Por: Jonas | 04 Março 2015
“Apesar de todas as limitações do Syriza e do Tsipras e de seu utópico e reacionário togliattismo, é necessário fazer tudo o que é possível para ajudar o governo grego a caminhar e a subsistir, enquanto cria novas aberturas diante dos governos e busca apoios financeiros alternativos (China, Rússia?)”, escreve o colunista internacional Guillermo Almeyra, em artigo publicado por La Jornada, 01-03-2015. A tradução é do Cepat.
Eis o artigo.
O programa eleitoral do Syriza foi “traído” em nome do realismo político ou o governo teve que fazer uma retirada técnica para conseguir alguns meses de trégua que lhe permitirão se assentar?
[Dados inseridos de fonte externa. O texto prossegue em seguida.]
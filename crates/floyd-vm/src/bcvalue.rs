//! The execution-side mirror of `Value`.
//!
//! Scalars live inline in 64-bit slots; composite payloads sit behind
//! `Rc` and use persistent collections, so cloning a stack slot or
//! snapshotting an interpreter never deep-copies. A `BcValue` is built
//! from a `Value` before execution and converted back only when crossing
//! the value-model API again (host-function boundaries, final results).

use std::rc::Rc;

use floyd_core::{FloydError, FunctionValue, StructDef, TypeDesc, Value};

#[derive(Debug, Clone, PartialEq)]
pub struct BcStructValue {
    pub def: Rc<StructDef>,
    pub members: im::Vector<BcValue>,
}

#[derive(Debug, Clone, PartialEq)]
pub struct BcVectorValue {
    pub element_type: TypeDesc,
    pub elements: im::Vector<BcValue>,
}

#[derive(Debug, Clone, PartialEq)]
pub struct BcDictValue {
    pub value_type: TypeDesc,
    pub entries: im::OrdMap<String, BcValue>,
}

#[derive(Debug, Clone, PartialEq)]
pub enum BcValue {
    Undefined,
    Any,
    Void,
    Bool(bool),
    Int(i64),
    Double(f64),
    String(Rc<String>),
    Json(Rc<serde_json::Value>),
    Typeid(Rc<TypeDesc>),
    Struct(Rc<BcStructValue>),
    Vector(Rc<BcVectorValue>),
    Dict(Rc<BcDictValue>),
    Function(Rc<FunctionValue>),
}

impl BcValue {
    pub fn type_name(&self) -> &'static str {
        match self {
            BcValue::Undefined => "undef",
            BcValue::Any => "any",
            BcValue::Void => "void",
            BcValue::Bool(_) => "bool",
            BcValue::Int(_) => "int",
            BcValue::Double(_) => "double",
            BcValue::String(_) => "string",
            BcValue::Json(_) => "json",
            BcValue::Typeid(_) => "typeid",
            BcValue::Struct(_) => "struct",
            BcValue::Vector(_) => "vector",
            BcValue::Dict(_) => "dict",
            BcValue::Function(_) => "function",
        }
    }

    pub fn get_type(&self) -> TypeDesc {
        match self {
            BcValue::Undefined => TypeDesc::Undefined,
            BcValue::Any => TypeDesc::Any,
            BcValue::Void => TypeDesc::Void,
            BcValue::Bool(_) => TypeDesc::Bool,
            BcValue::Int(_) => TypeDesc::Int,
            BcValue::Double(_) => TypeDesc::Double,
            BcValue::String(_) => TypeDesc::String,
            BcValue::Json(_) => TypeDesc::Json,
            BcValue::Typeid(_) => TypeDesc::Typeid,
            BcValue::Struct(s) => TypeDesc::Struct(s.def.clone()),
            BcValue::Vector(v) => TypeDesc::make_vector(v.element_type.clone()),
            BcValue::Dict(d) => TypeDesc::make_dict(d.value_type.clone()),
            BcValue::Function(f) => f.func_type.clone(),
        }
    }

    pub fn get_bool(&self) -> Result<bool, FloydError> {
        match self {
            BcValue::Bool(b) => Ok(*b),
            other => Err(FloydError::type_mismatch("bool", other.type_name())),
        }
    }

    pub fn get_int(&self) -> Result<i64, FloydError> {
        match self {
            BcValue::Int(n) => Ok(*n),
            other => Err(FloydError::type_mismatch("int", other.type_name())),
        }
    }

    pub fn get_double(&self) -> Result<f64, FloydError> {
        match self {
            BcValue::Double(d) => Ok(*d),
            other => Err(FloydError::type_mismatch("double", other.type_name())),
        }
    }

    pub fn get_string(&self) -> Result<&str, FloydError> {
        match self {
            BcValue::String(s) => Ok(s),
            other => Err(FloydError::type_mismatch("string", other.type_name())),
        }
    }

    pub fn get_function(&self) -> Result<&Rc<FunctionValue>, FloydError> {
        match self {
            BcValue::Function(f) => Ok(f),
            other => Err(FloydError::type_mismatch("function", other.type_name())),
        }
    }
}

/// Convert a model value into its runtime mirror. Lossless and total over
/// every variant.
pub fn value_to_bc(value: &Value) -> BcValue {
    match value {
        Value::Undefined => BcValue::Undefined,
        Value::Any => BcValue::Any,
        Value::Void => BcValue::Void,
        Value::Bool(b) => BcValue::Bool(*b),
        Value::Int(n) => BcValue::Int(*n),
        Value::Double(d) => BcValue::Double(*d),
        Value::String(s) => BcValue::String(s.clone()),
        Value::Json(j) => BcValue::Json(j.clone()),
        Value::Typeid(t) => BcValue::Typeid(t.clone()),
        Value::Struct(s) => BcValue::Struct(Rc::new(BcStructValue {
            def: s.def.clone(),
            members: s.members.iter().map(value_to_bc).collect(),
        })),
        Value::Vector(v) => BcValue::Vector(Rc::new(BcVectorValue {
            element_type: v.element_type.clone(),
            elements: v.elements.iter().map(value_to_bc).collect(),
        })),
        Value::Dict(d) => BcValue::Dict(Rc::new(BcDictValue {
            value_type: d.value_type.clone(),
            entries: d
                .entries
                .iter()
                .map(|(k, v)| (k.clone(), value_to_bc(v)))
                .collect(),
        })),
        Value::Function(f) => BcValue::Function(f.clone()),
    }
}

/// Convert a runtime value back into the value model.
pub fn bc_to_value(value: &BcValue) -> Value {
    match value {
        BcValue::Undefined => Value::make_undefined(),
        BcValue::Any => Value::make_any(),
        BcValue::Void => Value::make_void(),
        BcValue::Bool(b) => Value::make_bool(*b),
        BcValue::Int(n) => Value::make_int(*n),
        BcValue::Double(d) => Value::make_double(*d),
        BcValue::String(s) => Value::String(s.clone()),
        BcValue::Json(j) => Value::Json(j.clone()),
        BcValue::Typeid(t) => Value::Typeid(t.clone()),
        BcValue::Struct(s) => Value::make_struct(
            s.def.clone(),
            s.members.iter().map(bc_to_value).collect(),
        ),
        BcValue::Vector(v) => Value::make_vector(
            v.element_type.clone(),
            v.elements.iter().map(bc_to_value).collect(),
        ),
        BcValue::Dict(d) => Value::make_dict(
            d.value_type.clone(),
            d.entries
                .iter()
                .map(|(k, v)| (k.clone(), bc_to_value(v)))
                .collect(),
        ),
        BcValue::Function(f) => Value::Function(f.clone()),
    }
}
Para responder a esta pergunta é indispensável ter claro o que é o Syriza e qual é o nível de consciência política dos eleitores que apoiam esse partido. É preciso fugir de afirmações impressionistas dos jornais de direita ou de extrema esquerda (todos concordam em sustentar a tese da traição) e ler cuidadosamente os documentos do governo grego e o apontado pelo Eurogrupo.
Comecemos por este ponto, para não exigir uma política revolucionária a um grupo que não o é ou, pelo contrário, para não cair na idealização do grupo de honestos reformistas nacional-populares que pretendem seguir o caminho desastroso tentado por Togliatti-Berlinguer (o comunismo nacional que ambicionava participar em um governo de “unidade nacional”).
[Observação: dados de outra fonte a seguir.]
//! Host functions: native code invoked by numeric id from interpreted
//! code. The id → function table is supplied at interpreter construction;
//! arguments and results cross the boundary as model values.

use std::rc::Rc;

use floyd_core::{FloydError, FunctionDef, Member, TypeDesc, Value};

/// What a host function may touch besides its arguments. The print
/// buffer is the only user-visible side channel the core itself owns.
pub struct HostContext<'a> {
    pub print_output: &'a mut Vec<String>,
}

type HostFnInner = dyn Fn(&mut HostContext<'_>, &[Value]) -> Result<Value, FloydError>;

pub struct HostFunction {
    pub name: String,
    func: Box<HostFnInner>,
}

impl HostFunction {
    pub fn new(
        name: impl Into<String>,
        f: impl Fn(&mut HostContext<'_>, &[Value]) -> Result<Value, FloydError> + 'static,
    ) -> Self {
        HostFunction {
            name: name.into(),
            func: Box::new(f),
        }
    }

    pub fn call(
        &self,
        ctx: &mut HostContext<'_>,
        args: &[Value],
    ) -> Result<Value, FloydError> {
        (self.func)(ctx, args)
    }
}

impl std::fmt::Debug for HostFunction {
    fn fmt(&self, f: &mut std::fmt::Formatter<'_>) -> std::fmt::Result {
        write!(f, "<host-fn {}>", self.name)
    }
}

/// The id → native-function table. Entries are `Rc`-shared so a cloned
/// interpreter shares the same natives.
#[derive(Debug, Clone, Default)]
pub struct HostRegistry {
    fns: hashbrown::HashMap<i64, Rc<HostFunction>>,
}

impl HostRegistry {
    pub fn new() -> Self {
        HostRegistry {
            fns: hashbrown::HashMap::new(),
        }
    }

    pub fn register(&mut self, id: i64, f: HostFunction) {
        self.fns.insert(id, Rc::new(f));
    }

    pub fn get(&self, id: i64) -> Option<Rc<HostFunction>> {
        self.fns.get(&id).cloned()
    }
}

/// Signatures of the built-in host functions, in registry-id order. The
/// resolution pass seeds these into the global symbol table so programs
/// can call them by name.
pub fn default_host_defs() -> Vec<FunctionDef> {
    vec![
        FunctionDef::make_host_func(
            "print",
            vec![Member::new(TypeDesc::Any, "value")],
            TypeDesc::Void,
            0,
        ),
        FunctionDef::make_host_func(
            "assert",
            vec![Member::new(TypeDesc::Bool, "condition")],
            TypeDesc::Void,
            1,
        ),
        FunctionDef::make_host_func(
            "to_string",
            vec![Member::new(TypeDesc::Any, "value")],
            TypeDesc::String,
            2,
        ),
        FunctionDef::make_host_func(
            "size",
            vec![Member::new(TypeDesc::Any, "collection")],
            TypeDesc::Int,
            3,
        ),
        FunctionDef::make_host_func(
            "push_back",
            vec![
                Member::new(TypeDesc::Any, "collection"),
                Member::new(TypeDesc::Any, "element"),
            ],
            TypeDesc::Any,
            4,
        ),
        FunctionDef::make_host_func(
            "update",
            vec![
                Member::new(TypeDesc::Any, "collection"),
                Member::new(TypeDesc::Any, "key"),
                Member::new(TypeDesc::Any, "value"),
            ],
            TypeDesc::Any,
            5,
        ),
        FunctionDef::make_host_func(
            "exists",
            vec![
                Member::new(TypeDesc::Any, "dict"),
                Member::new(TypeDesc::String, "key"),
            ],
            TypeDesc::Bool,
            6,
        ),
    ]
}

/// The registry matching `default_host_defs`.
pub fn default_host_registry() -> HostRegistry {
    let mut registry = HostRegistry::new();
    registry.register(
        0,
        HostFunction::new("print", |ctx, args| {
            ctx.print_output.push(args[0].to_compact_string());
            Ok(Value::make_void())
        }),
    );
    registry.register(
        1,
        HostFunction::new("assert", |_ctx, args| {
            if args[0].get_bool_value()? {
                Ok(Value::make_void())
            } else {
                Err(FloydError::eval("Floyd assertion failed"))
            }
        }),
    );
    registry.register(
        2,
        HostFunction::new("to_string", |_ctx, args| {
            Ok(Value::make_string(args[0].to_compact_string()))
        }),
    );
    registry.register(
        3,
        HostFunction::new("size", |_ctx, args| {
            let n = match &args[0] {
                Value::String(s) => s.len() as i64,
                Value::Vector(v) => v.elements.len() as i64,
                Value::Dict(d) => d.entries.len() as i64,
                Value::Json(j) => match &**j {
                    serde_json::Value::Array(a) => a.len() as i64,
                    serde_json::Value::Object(o) => o.len() as i64,
                    serde_json::Value::String(s) => s.len() as i64,
                    other => {
                        return Err(FloydError::type_mismatch(
                            "json array/object/string",
                            other.to_string(),
                        ))
                    }
                },
                other => {
                    return Err(FloydError::type_mismatch(
                        "string, vector, dict or json",
                        other.type_name(),
                    ))
                }
            };
            Ok(Value::make_int(n))
        }),
    );
    registry.register(
        4,
        HostFunction::new("push_back", |_ctx, args| match &args[0] {
            Value::Vector(v) => {
                let mut elements = v.elements.clone();
                elements.push(args[1].clone());
                Ok(Value::make_vector(v.element_type.clone(), elements))
            }
            Value::String(s) => {
                let tail = args[1].get_string_value()?;
                let mut out = (**s).clone();
                out.push_str(tail);
                Ok(Value::make_string(out))
            }
            other => Err(FloydError::type_mismatch(
                "vector or string",
                other.type_name(),
            )),
        }),
    );
    registry.register(
        5,
        HostFunction::new("update", |_ctx, args| match &args[0] {
            Value::Vector(v) => {
                let index = args[1].get_int_value()?;
                if index < 0 || index as usize >= v.elements.len() {
                    return Err(FloydError::eval(format!(
                        "update: index {index} out of bounds (size {})",
                        v.elements.len()
                    )));
                }
                let mut elements = v.elements.clone();
                elements[index as usize] = args[2].clone();
                Ok(Value::make_vector(v.element_type.clone(), elements))
            }
            Value::Dict(d) => {
                let key = args[1].get_string_value()?;
                let mut entries = d.entries.clone();
                entries.insert(key.to_string(), args[2].clone());
                Ok(Value::make_dict(d.value_type.clone(), entries))
            }
            other => Err(FloydError::type_mismatch(
                "vector or dict",
                other.type_name(),
            )),
        }),
    );
    registry.register(
        6,
        HostFunction::new("exists", |_ctx, args| {
            let d = args[0].get_dict_value()?;
            let key = args[1].get_string_value()?;
            Ok(Value::make_bool(d.entries.contains_key(key)))
        }),
    );
    registry
}

#[cfg(test)]
mod tests {
    use super::*;

    fn call(id: i64, args: &[Value]) -> Result<Value, FloydError> {
        let registry = default_host_registry();
        let mut print_output = Vec::new();
        let mut ctx = HostContext {
            print_output: &mut print_output,
        };
        registry.get(id).unwrap().call(&mut ctx, args)
    }

    #[test]
    fn test_print_appends_to_buffer() {
        let registry = default_host_registry();
        let mut print_output = Vec::new();
        let mut ctx = HostContext {
            print_output: &mut print_output,
        };
        let print = registry.get(0).unwrap();
        print.call(&mut ctx, &[Value::make_string("hello")]).unwrap();
        print.call(&mut ctx, &[Value::make_int(42)]).unwrap();
        assert_eq!(print_output, vec!["hello".to_string(), "42".to_string()]);
    }

    #[test]
    fn test_assert_fails_on_false() {
        assert!(call(1, &[Value::make_bool(true)]).is_ok());
        assert!(call(1, &[Value::make_bool(false)]).is_err());
        assert!(call(1, &[Value::make_int(0)]).is_err());
    }

    #[test]
    fn test_size() {
        let v = Value::make_vector(
            TypeDesc::Int,
            vec![Value::make_int(1), Value::make_int(2)],
        );
        assert_eq!(call(3, &[v]).unwrap(), Value::make_int(2));
        assert_eq!(
            call(3, &[Value::make_string("abc")]).unwrap(),
            Value::make_int(3)
        );
        assert!(call(3, &[Value::make_int(1)]).is_err());
    }

    #[test]
    fn test_push_back_is_nonmutating() {
        let v = Value::make_vector(TypeDesc::Int, vec![Value::make_int(1)]);
        let v2 = call(4, &[v.clone(), Value::make_int(2)]).unwrap();
        assert_eq!(v.get_vector_value().unwrap().elements.len(), 1);
        assert_eq!(v2.get_vector_value().unwrap().elements.len(), 2);
    }

    #[test]
    fn test_update_dict_and_vector() {
        let d = Value::make_dict(
            TypeDesc::Int,
            [("a".to_string(), Value::make_int(1))].into_iter().collect(),
        );
        let d2 = call(5, &[d, Value::make_string("b"), Value::make_int(2)]).unwrap();
        assert_eq!(d2.get_dict_value().unwrap().entries.len(), 2);

        let v = Value::make_vector(TypeDesc::Int, vec![Value::make_int(1)]);
        let v2 = call(5, &[v, Value::make_int(0), Value::make_int(9)]).unwrap();
        assert_eq!(
            v2.get_vector_value().unwrap().elements[0],
            Value::make_int(9)
        );
        let v3 = Value::make_vector(TypeDesc::Int, vec![]);
        assert!(call(5, &[v3, Value::make_int(0), Value::make_int(9)]).is_err());
    }

    #[test]
    fn test_exists() {
        let d = Value::make_dict(
            TypeDesc::Int,
            [("a".to_string(), Value::make_int(1))].into_iter().collect(),
        );
        assert_eq!(
            call(6, &[d.clone(), Value::make_string("a")]).unwrap(),
            Value::make_bool(true)
        );
        assert_eq!(
            call(6, &[d, Value::make_string("zz")]).unwrap(),
            Value::make_bool(false)
        );
    }

    #[test]
    fn test_default_defs_align_with_registry() {
        let defs = default_host_defs();
        let registry = default_host_registry();
        for def in &defs {
            let id = def.host_function_id.unwrap();
            assert_eq!(registry.get(id).unwrap().name, def.name);
        }
    }
}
Alexis Tsipras liderou o Synapismos, partido “eurocomunista” grego e, ainda que no Syriza exista uma forte minoria anticapitalista e revolucionária, seu partido não se declara anticapitalista, mas busca reformas para o capitalismo na Grécia e na Europa. Funciona verticalmente, mediante as decisões de um pequeno grupo de dirigentes. Mais do que socialista é radical democrático avançado e não pretende liderar os trabalhadores de todos os tipos contra o capitalismo e os capitalistas, mas, sim, ao “povo”, aos “pobres”, contra a ditadura da Troika liderada pela Alemanha e os poucos muito ricos da oligarquia naval grega.
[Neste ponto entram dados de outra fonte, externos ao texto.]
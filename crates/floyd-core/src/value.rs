use std::cmp::Ordering;
use std::collections::BTreeMap;
use std::fmt;
use std::rc::Rc;

use crate::error::FloydError;
use crate::types::{StructDef, TypeDesc};

/// An instance of a struct type: member values bound 1:1, by position, to
/// the definition's member list. The definition is shared, not owned.
#[derive(Debug, Clone, PartialEq)]
pub struct StructValue {
    pub def: Rc<StructDef>,
    pub members: Vec<Value>,
}

/// A homogeneous ordered sequence.
#[derive(Debug, Clone, PartialEq)]
pub struct VectorValue {
    pub element_type: TypeDesc,
    pub elements: Vec<Value>,
}

/// A string-keyed homogeneous map. `BTreeMap` keeps iteration order
/// deterministic (ascending by key), which the comparator relies on.
#[derive(Debug, Clone, PartialEq)]
pub struct DictValue {
    pub value_type: TypeDesc,
    pub entries: BTreeMap<String, Value>,
}

/// A function reference: its exact signature type plus a numeric id into
/// the program's function table.
#[derive(Debug, Clone, PartialEq)]
pub struct FunctionValue {
    pub func_type: TypeDesc,
    pub function_id: i64,
}

/// A Floyd runtime value with an explicit type. Immutable, value
/// semantics: clones of heap-backed variants share their payload through
/// `Rc`, and payloads are never mutated in place.
#[derive(Debug, Clone)]
pub enum Value {
    Undefined,
    Any,
    Void,
    Bool(bool),
    Int(i64),
    Double(f64),
    String(Rc<String>),
    Json(Rc<serde_json::Value>),
    Typeid(Rc<TypeDesc>),
    Struct(Rc<StructValue>),
    Vector(Rc<VectorValue>),
    Dict(Rc<DictValue>),
    Function(Rc<FunctionValue>),
}

impl Value {
    // --- Factories, one per variant ---

    pub fn make_undefined() -> Value {
        Value::Undefined
    }

    pub fn make_any() -> Value {
        Value::Any
    }

    pub fn make_void() -> Value {
        Value::Void
    }

    pub fn make_bool(v: bool) -> Value {
        Value::Bool(v)
    }

    pub fn make_int(v: i64) -> Value {
        Value::Int(v)
    }

    pub fn make_double(v: f64) -> Value {
        Value::Double(v)
    }

    pub fn make_string(s: impl Into<String>) -> Value {
        Value::String(Rc::new(s.into()))
    }

    pub fn make_json(v: serde_json::Value) -> Value {
        Value::Json(Rc::new(v))
    }

    pub fn make_typeid(t: TypeDesc) -> Value {
        Value::Typeid(Rc::new(t))
    }

    /// Build a struct value. The member list must match the definition
    /// positionally, both in count and in type.
    pub fn make_struct(def: Rc<StructDef>, members: Vec<Value>) -> Value {
        debug_assert_eq!(def.members.len(), members.len());
        #[cfg(debug_assertions)]
        for (m, v) in def.members.iter().zip(members.iter()) {
            debug_assert!(
                v.is_undefined() || v.get_type() == m.member_type,
                "struct member '{}' type mismatch",
                m.name
            );
        }
        Value::Struct(Rc::new(StructValue { def, members }))
    }

    /// Build a vector value. Every element's type must equal the declared
    /// element type.
    pub fn make_vector(element_type: TypeDesc, elements: Vec<Value>) -> Value {
        #[cfg(debug_assertions)]
        for e in &elements {
            debug_assert!(e.get_type() == element_type, "vector element type mismatch");
        }
        Value::Vector(Rc::new(VectorValue {
            element_type,
            elements,
        }))
    }

    /// Build a dict value. Every entry's type must equal the declared
    /// value type.
    pub fn make_dict(value_type: TypeDesc, entries: BTreeMap<String, Value>) -> Value {
        #[cfg(debug_assertions)]
        for v in entries.values() {
            debug_assert!(v.get_type() == value_type, "dict entry type mismatch");
        }
        Value::Dict(Rc::new(DictValue {
            value_type,
            entries,
        }))
    }

    /// Build a function reference. `func_type` must be a function type.
    pub fn make_function(func_type: TypeDesc, function_id: i64) -> Value {
        debug_assert!(matches!(func_type, TypeDesc::Function { .. }));
        Value::Function(Rc::new(FunctionValue {
            func_type,
            function_id,
        }))
    }

    // --- Predicates ---

    pub fn is_undefined(&self) -> bool {
        matches!(self, Value::Undefined)
    }

    pub fn is_any(&self) -> bool {
        matches!(self, Value::Any)
    }

    pub fn is_void(&self) -> bool {
        matches!(self, Value::Void)
    }

    pub fn is_bool(&self) -> bool {
        matches!(self, Value::Bool(_))
    }

    pub fn is_int(&self) -> bool {
        matches!(self, Value::Int(_))
    }

    pub fn is_double(&self) -> bool {
        matches!(self, Value::Double(_))
    }

    pub fn is_string(&self) -> bool {
        matches!(self, Value::String(_))
    }

    pub fn is_json(&self) -> bool {
        matches!(self, Value::Json(_))
    }

    pub fn is_typeid(&self) -> bool {
        matches!(self, Value::Typeid(_))
    }

    pub fn is_struct(&self) -> bool {
        matches!(self, Value::Struct(_))
    }

    pub fn is_vector(&self) -> bool {
        matches!(self, Value::Vector(_))
    }

    pub fn is_dict(&self) -> bool {
        matches!(self, Value::Dict(_))
    }

    pub fn is_function(&self) -> bool {
        matches!(self, Value::Function(_))
    }

    // --- Accessors. A tag mismatch is a fatal contract violation. ---

    pub fn get_bool_value(&self) -> Result<bool, FloydError> {
        match self {
            Value::Bool(v) => Ok(*v),
            other => Err(FloydError::type_mismatch("bool", other.type_name())),
        }
    }

    pub fn get_int_value(&self) -> Result<i64, FloydError> {
        match self {
            Value::Int(v) => Ok(*v),
            other => Err(FloydError::type_mismatch("int", other.type_name())),
        }
    }

    pub fn get_double_value(&self) -> Result<f64, FloydError> {
        match self {
            Value::Double(v) => Ok(*v),
            other => Err(FloydError::type_mismatch("double", other.type_name())),
        }
    }

    pub fn get_string_value(&self) -> Result<&str, FloydError> {
        match self {
            Value::String(s) => Ok(s),
            other => Err(FloydError::type_mismatch("string", other.type_name())),
        }
    }

    pub fn get_json_value(&self) -> Result<&serde_json::Value, FloydError> {
        match self {
            Value::Json(j) => Ok(j),
            other => Err(FloydError::type_mismatch("json", other.type_name())),
        }
    }

    pub fn get_typeid_value(&self) -> Result<&TypeDesc, FloydError> {
        match self {
            Value::Typeid(t) => Ok(t),
            other => Err(FloydError::type_mismatch("typeid", other.type_name())),
        }
    }

    pub fn get_struct_value(&self) -> Result<&Rc<StructValue>, FloydError> {
        match self {
            Value::Struct(s) => Ok(s),
            other => Err(FloydError::type_mismatch("struct", other.type_name())),
        }
    }

    pub fn get_vector_value(&self) -> Result<&Rc<VectorValue>, FloydError> {
        match self {
            Value::Vector(v) => Ok(v),
            other => Err(FloydError::type_mismatch("vector", other.type_name())),
        }
    }

    pub fn get_dict_value(&self) -> Result<&Rc<DictValue>, FloydError> {
        match self {
            Value::Dict(d) => Ok(d),
            other => Err(FloydError::type_mismatch("dict", other.type_name())),
        }
    }

    pub fn get_function_value(&self) -> Result<&Rc<FunctionValue>, FloydError> {
        match self {
            Value::Function(f) => Ok(f),
            other => Err(FloydError::type_mismatch("function", other.type_name())),
        }
    }

    // --- Type-independent ---

    pub fn type_name(&self) -> &'static str {
        match self {
            Value::Undefined => "undef",
            Value::Any => "any",
            Value::Void => "void",
            Value::Bool(_) => "bool",
            Value::Int(_) => "int",
            Value::Double(_) => "double",
            Value::String(_) => "string",
            Value::Json(_) => "json",
            Value::Typeid(_) => "typeid",
            Value::Struct(_) => "struct",
            Value::Vector(_) => "vector",
            Value::Dict(_) => "dict",
            Value::Function(_) => "function",
        }
    }

    /// The exact declared type of this value. Structs and functions carry
    /// their concrete type, not just their base kind.
    pub fn get_type(&self) -> TypeDesc {
        match self {
            Value::Undefined => TypeDesc::Undefined,
            Value::Any => TypeDesc::Any,
            Value::Void => TypeDesc::Void,
            Value::Bool(_) => TypeDesc::Bool,
            Value::Int(_) => TypeDesc::Int,
            Value::Double(_) => TypeDesc::Double,
            Value::String(_) => TypeDesc::String,
            Value::Json(_) => TypeDesc::Json,
            Value::Typeid(_) => TypeDesc::Typeid,
            Value::Struct(s) => TypeDesc::Struct(s.def.clone()),
            Value::Vector(v) => TypeDesc::make_vector(v.element_type.clone()),
            Value::Dict(d) => TypeDesc::make_dict(d.value_type.clone()),
            Value::Function(f) => f.func_type.clone(),
        }
    }

    /// Render the value the way the language prints it: strings bare,
    /// everything else as `Display`.
    pub fn to_compact_string(&self) -> String {
        match self {
            Value::String(s) => (**s).clone(),
            other => other.to_string(),
        }
    }
}

// Identity-then-structural: shared allocations compare equal instantly,
// everything else recurses. Different tags are simply unequal; the deep
// comparator is the partial operation that rejects them.
impl PartialEq for Value {
    fn eq(&self, other: &Self) -> bool {
        match (self, other) {
            (Value::Undefined, Value::Undefined) => true,
            (Value::Any, Value::Any) => true,
            (Value::Void, Value::Void) => true,
            (Value::Bool(a), Value::Bool(b)) => a == b,
            (Value::Int(a), Value::Int(b)) => a == b,
            (Value::Double(a), Value::Double(b)) => a == b,
            (Value::String(a), Value::String(b)) => Rc::ptr_eq(a, b) || a == b,
            (Value::Json(a), Value::Json(b)) => Rc::ptr_eq(a, b) || a == b,
            (Value::Typeid(a), Value::Typeid(b)) => Rc::ptr_eq(a, b) || a == b,
            (Value::Struct(a), Value::Struct(b)) => Rc::ptr_eq(a, b) || a == b,
            (Value::Vector(a), Value::Vector(b)) => Rc::ptr_eq(a, b) || a == b,
            (Value::Dict(a), Value::Dict(b)) => Rc::ptr_eq(a, b) || a == b,
            (Value::Function(a), Value::Function(b)) => Rc::ptr_eq(a, b) || a == b,
            _ => false,
        }
    }
}

impl fmt::Display for Value {
    fn fmt(&self, f: &mut fmt::Formatter<'_>) -> fmt::Result {
        match self {
            Value::Undefined => write!(f, "<undef>"),
            Value::Any => write!(f, "<any>"),
            Value::Void => write!(f, "<void>"),
            Value::Bool(true) => write!(f, "true"),
            Value::Bool(false) => write!(f, "false"),
            Value::Int(n) => write!(f, "{n}"),
            Value::Double(n) => write!(f, "{n}"),
            Value::String(s) => write!(f, "\"{s}\""),
            Value::Json(j) => write!(f, "{j}"),
            Value::Typeid(t) => write!(f, "{t}"),
            Value::Struct(s) => {
                write!(f, "struct {{")?;
                for (i, (m, v)) in s.def.members.iter().zip(s.members.iter()).enumerate() {
                    if i > 0 {
                        write!(f, ",")?;
                    }
                    write!(f, "{}={v}", m.name)?;
                }
                write!(f, "}}")
            }
            Value::Vector(v) => {
                write!(f, "[{}](", v.element_type)?;
                for (i, e) in v.elements.iter().enumerate() {
                    if i > 0 {
                        write!(f, ",")?;
                    }
                    write!(f, "{e}")?;
                }
                write!(f, ")")
            }
            Value::Dict(d) => {
                write!(f, "[string:{}]{{", d.value_type)?;
                for (i, (k, v)) in d.entries.iter().enumerate() {
                    if i > 0 {
                        write!(f, ",")?;
                    }
                    write!(f, "\"{k}\": {v}")?;
                }
                write!(f, "}}")
            }
            Value::Function(func) => write!(f, "<function #{}>", func.function_id),
        }
    }
}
O eleitorado do Syriza votava até pouco tempo no PASOK (a social-democracia grega), do qual inclusive foi ministro o economista e teórico do Syriza, Yanis Varoufakis, ou na direita neoliberal (Nova Democracia). Esses eleitores não querem uma revolução anticapitalista e temem inclusive a saída do euro e a ruptura com a União Europeia e com Alemanha em particular, para onde vão muitos gregos desempregados e que contribui com grande quantidade de turistas para o país.
Por isso, ainda que alguns como Manolis Glezos – que nunca fez uma análise classista – sofreram uma decepção com o acordo com a União Europeia e falam que tudo continua igual, disfarçado apenas com outras palavras, a grande maioria de seu eleitorado continua dando o seu apoio ao Syriza.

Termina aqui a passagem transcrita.